Syria aid teams prepare to renew Homs evacuations
DAMASCUS - Agence France-Presse
Civilians carry their belongings as they walk towards a meeting point to be evacuated from a besieged area of Homs February 9, 2014. REUTERS Photo
Aid teams prepared to enter the besieged Old City of Homs in central Syria to evacuate civilians on Monday, braving fighting that saw mortar fire rain down during operations a day earlier.A source at the Syrian Red Crescent said discussions were still underway on whether an initial three-day truce would be extended to allow the humanitarian operations to continue on Monday.
"Today we will continue the evacuation of civilians via the same routes or new ones," the source said.
"A meeting between the UN and the governor of Homs is underway. In principle, the ceasefire will be extended, and we will try to get civilians out as soon as possible," the source added.
He said aid would also be delivered to besieged neighbourhoods of the Old City of Homs and had been loaded into the buses that would evacuate civilians.
An activist in Homs said a deal to extend the truce by another 72 hours had been agreed, but there was no immediate official confirmation.
Three days of humanitarian access to Homs, parts of which have been under siege for nearly two years, began on Friday under a UN-mediated deal between the Syrian regime and rebels.
The first day of operations saw 83 civilians evacuated, with Red Crescent volunteers aiding fragile elderly women and men aboard buses waiting to take them away.
The operations continued on Saturday, but the Red Crescent said vehicles delivering aid came under fire and a driver was injured.
Mortar shell fire was also reported during the delivery, with the Syrian Observatory for Human Rights saying several people were killed.
Despite the fire, the Red Crescent said it was able to deliver 250 food parcels, along with hygiene kits and medicine.
Some 3,000 people are believed to be trapped in the besieged parts of Homs city, with many surviving on little more than olives and grass.
The operations resumed on Sunday, with some 600 people escaping the Old City, much of which has been devastated by brutal fighting between the regime and rebels.
Television footage broadcast by Beirut-based channel Al-Mayadeen showed exhausted and frail women, children and elderly men getting off the evacuation buses.
"We had nothing.
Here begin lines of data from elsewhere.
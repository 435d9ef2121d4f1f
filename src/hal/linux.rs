//! Linux implementations of the HAL contracts.
//!
//! PHC access goes through `clock_adjtime` on the dynamic posix clock of the
//! opened `/dev/ptpN` (or CLOCK_REALTIME when no PHC device is given), PPS
//! through the kernel PPS API, the RTC through `/dev/rtcN` plus its sysfs
//! attributes, and PTP networking through two multicast UDP sockets with
//! kernel receive timestamping.

use anyhow::{anyhow, Result};
use chrono::{DateTime, Datelike, NaiveDate, Timelike, Utc};
use log::{debug, info, warn};
use nix::ioctl_read;
use nix::ioctl_readwrite;
use nix::ioctl_write_ptr;
use nix::sys::socket::{recvmsg, setsockopt, sockopt, ControlMessageOwned, MsgFlags, SockaddrStorage};
use socket2::{Domain, Protocol, Socket, Type};
use std::fs::{File, OpenOptions};
use std::io::{ErrorKind, IoSliceMut, Read};
use std::net::{Ipv4Addr, SocketAddr, SocketAddrV4, UdpSocket};
use std::os::fd::AsRawFd;
use std::path::PathBuf;
use std::time::Duration;

use crate::ptp::{Timestamp, PTP_EVENT_PORT, PTP_GENERAL_PORT, PTP_MULTICAST_ADDR};
use crate::traits::{Phc, PpsEdge, PpsSource, PtpNet, RecvPacket, Rtc, TodReading, TodSource};

const NS_PER_SEC: i64 = 1_000_000_000;

fn clock_ns(clock_id: libc::clockid_t) -> Result<i64> {
    let mut ts: libc::timespec = unsafe { std::mem::zeroed() };
    if unsafe { libc::clock_gettime(clock_id, &mut ts) } < 0 {
        return Err(anyhow!(
            "clock_gettime({}) failed: {}",
            clock_id,
            std::io::Error::last_os_error()
        ));
    }
    Ok(ts.tv_sec as i64 * NS_PER_SEC + ts.tv_nsec as i64)
}

pub fn monotonic_ns() -> i64 {
    clock_ns(libc::CLOCK_MONOTONIC).unwrap_or(0)
}

// ============================================================================
// PHC
// ============================================================================

pub struct LinuxPhc {
    _device: Option<File>,
    clock_id: libc::clockid_t,
    original_freq: i64,
    max_ppb: i32,
}

impl LinuxPhc {
    /// Open a PTP hardware clock, or fall back to CLOCK_REALTIME when the
    /// platform has none.
    pub fn open(device: Option<&str>) -> Result<Self> {
        let (file, clock_id) = match device {
            Some(path) => {
                let f = OpenOptions::new()
                    .read(true)
                    .write(true)
                    .open(path)
                    .map_err(|e| anyhow!("cannot open PHC {}: {}", path, e))?;
                // Dynamic posix clock id from the fd.
                let fd = f.as_raw_fd() as libc::clockid_t;
                let id = (!fd << 3) | 3;
                (Some(f), id)
            }
            None => (None, libc::CLOCK_REALTIME),
        };

        let mut tx: libc::timex = unsafe { std::mem::zeroed() };
        let ret = unsafe { libc::clock_adjtime(clock_id, &mut tx) };
        if ret < 0 {
            return Err(anyhow!(
                "clock_adjtime query failed (are you root?): {}",
                std::io::Error::last_os_error()
            ));
        }

        info!(
            "PHC {} initialized (freq {:+})",
            device.unwrap_or("CLOCK_REALTIME"),
            tx.freq
        );
        Ok(LinuxPhc {
            _device: file,
            clock_id,
            original_freq: tx.freq,
            max_ppb: 500_000,
        })
    }

    pub fn clock_id(&self) -> libc::clockid_t {
        self.clock_id
    }

    fn set_kernel_freq(&self, freq: i64) -> Result<()> {
        let mut tx: libc::timex = unsafe { std::mem::zeroed() };
        tx.modes = libc::ADJ_FREQUENCY;
        tx.freq = freq;
        if unsafe { libc::clock_adjtime(self.clock_id, &mut tx) } < 0 {
            return Err(anyhow!(
                "clock_adjtime(ADJ_FREQUENCY) failed: {}",
                std::io::Error::last_os_error()
            ));
        }
        Ok(())
    }
}

impl Phc for LinuxPhc {
    fn read(&self) -> Result<i64> {
        clock_ns(self.clock_id)
    }

    fn adjust_frequency(&mut self, ppb: i32) -> Result<()> {
        // Kernel scaled-ppm: ppm in 16-bit fixed point.
        let freq = (ppb as f64 / 1000.0 * 65536.0) as i64;
        self.set_kernel_freq(freq)
    }

    fn step(&mut self, target: Timestamp) -> Result<()> {
        let delta = target.to_nanos() - self.read()?;
        let mut tx: libc::timex = unsafe { std::mem::zeroed() };
        tx.modes = libc::ADJ_SETOFFSET | libc::ADJ_NANO;
        tx.time.tv_sec = delta.div_euclid(NS_PER_SEC);
        // With ADJ_NANO the tv_usec field carries nanoseconds.
        tx.time.tv_usec = delta.rem_euclid(NS_PER_SEC);
        if unsafe { libc::clock_adjtime(self.clock_id, &mut tx) } < 0 {
            return Err(anyhow!(
                "clock_adjtime(ADJ_SETOFFSET) failed: {}",
                std::io::Error::last_os_error()
            ));
        }
        Ok(())
    }

    fn max_freq_ppb(&self) -> i32 {
        self.max_ppb
    }
}

impl Drop for LinuxPhc {
    fn drop(&mut self) {
        let _ = self.set_kernel_freq(self.original_freq);
    }
}

// ============================================================================
// PPS
// ============================================================================

#[repr(C)]
#[derive(Debug, Default, Clone, Copy)]
pub struct PpsKtime {
    pub sec: i64,
    pub nsec: i32,
    pub flags: u32,
}

#[repr(C)]
#[derive(Debug, Default, Clone, Copy)]
pub struct PpsKinfo {
    pub assert_sequence: u32,
    pub clear_sequence: u32,
    pub assert_tu: PpsKtime,
    pub clear_tu: PpsKtime,
    pub current_mode: i32,
}

#[repr(C)]
#[derive(Debug, Default, Clone, Copy)]
pub struct PpsFdata {
    pub info: PpsKinfo,
    pub timeout: PpsKtime,
}

const PPS_MAGIC: u8 = b'p';
ioctl_readwrite!(pps_fetch, PPS_MAGIC, 0xa4, PpsFdata);

pub struct LinuxPps {
    file: File,
    phc_clock_id: libc::clockid_t,
    last_seq: Option<u32>,
    seq: u32,
}

impl LinuxPps {
    pub fn open(device: &str, phc_clock_id: libc::clockid_t) -> Result<Self> {
        let file = OpenOptions::new()
            .read(true)
            .open(device)
            .map_err(|e| anyhow!("cannot open PPS {}: {}", device, e))?;
        info!("PPS source {} opened", device);
        Ok(LinuxPps {
            file,
            phc_clock_id,
            last_seq: None,
            seq: 0,
        })
    }
}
All the children were sick, we even had nothing to drink," said one exhausted woman, her three children standing round her.
But the ceasefire was tested again on Sunday, with mortar fire hitting one besieged district and killing seven people, all of them opposition fighters, the Observatory said.
Homs, much of which has been reduced to rubble, was dubbed "the capital of the revolution" by activists before a bloody 2012 offensive by regime forces recaptured much of the city.
Regime forces imposed a tight blockade on the remaining rebel-held areas after their 2012 assault and further tightened the noose last summer with the capture of the town of Qusayr, which cut off rebel supply lines to neighbouring Lebanon.
Humanitarian access to besieged parts of the city was one of the items on the agenda during peace talks between the regime and rebels held in Switzerland last month.
But the deal and ceasefire announced last week appeared to have been agreed outside the framework of the peace talks, which resumed for a second round in Geneva on Monday.
Meanwhile the World Food Programme (WFP), which has been involved in the Homs operation, demanded unhindered humanitarian access to all besieged areas in Syria.
"One-off convoys into besieged areas offer only a minimum of relief," said the group's executive director Ertharin Cousin.
"We need full access to people in need," he added.
Elsewhere in the country, Syrian state television reported that "terrorists" - the regime name for rebels -- had prevented the Red Crescent from delivering food and medicine to Aleppo's central prison for a fourth day.
The television said this had led "to the deaths of 20 inmates from malnutrition and lack of medicine".
An estimated 3,000 detainees, including Islamists, activists and minors are held at the prison, which has been under attack by rebels for months.
They launched a major assault last week, briefly entering the facility, but were pushed back under heavy aerial attack by regime forces.